Work instruction – Could you set down every record exactly as it appears?

Material provided –
● ● ● ●

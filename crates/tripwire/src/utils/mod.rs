// Copyright (c) Microsoft Corporation.
// Licensed under the MIT License.

/// Generates an `Fn`-like wrapper type with consistent behavior.
///
/// The generated type stores the function as an `Arc<dyn Fn>`, providing
/// `Clone`, a name-only `Debug`, and `new`/`call` methods. User-provided
/// functions (operations, classifiers, callbacks) are stored this way so
/// they stay thread-safe and cheaply clonable without leaking generic
/// parameters into the types that hold them.
macro_rules! define_fn_wrapper {
    ($name:ident<$($generics:ident),*>(Fn($($param_name:ident: $param_ty:ty),*) -> $return_ty:ty)) => {
        pub(crate) struct $name<$($generics),*>(
            std::sync::Arc<dyn Fn($($param_ty),*) -> $return_ty + Send + Sync>,
        );

        impl<$($generics),*> $name<$($generics),*> {
            pub(crate) fn new<F>(f: F) -> Self
            where
                F: Fn($($param_ty),*) -> $return_ty + Send + Sync + 'static,
            {
                Self(std::sync::Arc::new(f))
            }

            pub(crate) fn call(&self, $($param_name: $param_ty),*) -> $return_ty {
                (self.0)($($param_name),*)
            }
        }

        impl<$($generics),*> Clone for $name<$($generics),*> {
            fn clone(&self) -> Self {
                Self(std::sync::Arc::clone(&self.0))
            }
        }

        impl<$($generics),*> std::fmt::Debug for $name<$($generics),*> {
            fn fmt(&self, f: &mut std::fmt::Formatter<'_>) -> std::fmt::Result {
                f.debug_struct(stringify!($name)).finish()
            }
        }
    };

    ($name:ident<$($generics:ident),*>(Fn($($param_name:ident: $param_ty:ty),*))) => {
        $crate::utils::define_fn_wrapper!($name<$($generics),*>(Fn($($param_name: $param_ty),*) -> ()));
    };
}

pub(crate) use define_fn_wrapper;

● ● ● ●

Written solution –
filename crates/tripwire/src/utils/mod.rs
// Copyright (c) Microsoft Corporation.
// Licensed under the MIT License.

/// Generates an `Fn`-like wrapper type with consistent behavior.
///
/// The generated type stores the function as an `Arc<dyn Fn>`, providing
/// `Clone`, a name-only `Debug`, and `new`/`call` methods. User-provided
/// functions (operations, classifiers, callbacks) are stored this way so
/// they stay thread-safe and cheaply clonable without leaking generic
/// parameters into the types that hold them.
macro_rules! define_fn_wrapper {
    ($name:ident<$($generics:ident),*>(Fn($($param_name:ident: $param_ty:ty),*) -> $return_ty:ty)) => {
        pub(crate) struct $name<$($generics),*>(
            std::sync::Arc<dyn Fn($($param_ty),*) -> $return_ty + Send + Sync>,
        );

        impl<$($generics),*> $name<$($generics),*> {
            pub(crate) fn new<F>(f: F) -> Self
            where
                F: Fn($($param_ty),*) -> $return_ty + Send + Sync + 'static,
            {
                Self(std::sync::Arc::new(f))
            }

            pub(crate) fn call(&self, $($param_name: $param_ty),*) -> $return_ty {
                (self.0)($($param_name),*)
            }
        }

        impl<$($generics),*> Clone for $name<$($generics),*> {
            fn clone(&self) -> Self {
                Self(std::sync::Arc::clone(&self.0))
            }
        }

        impl<$($generics),*> std::fmt::Debug for $name<$($generics),*> {
            fn fmt(&self, f: &mut std::fmt::Formatter<'_>) -> std::fmt::Result {
                f.debug_struct(stringify!($name)).finish()
            }
        }
    };

    ($name:ident<$($generics:ident),*>(Fn($($param_name:ident: $param_ty:ty),*))) => {
        $crate::utils::define_fn_wrapper!($name<$($generics),*>(Fn($($param_name: $param_ty),*) -> ()));
    };
}

pub(crate) use define_fn_wrapper;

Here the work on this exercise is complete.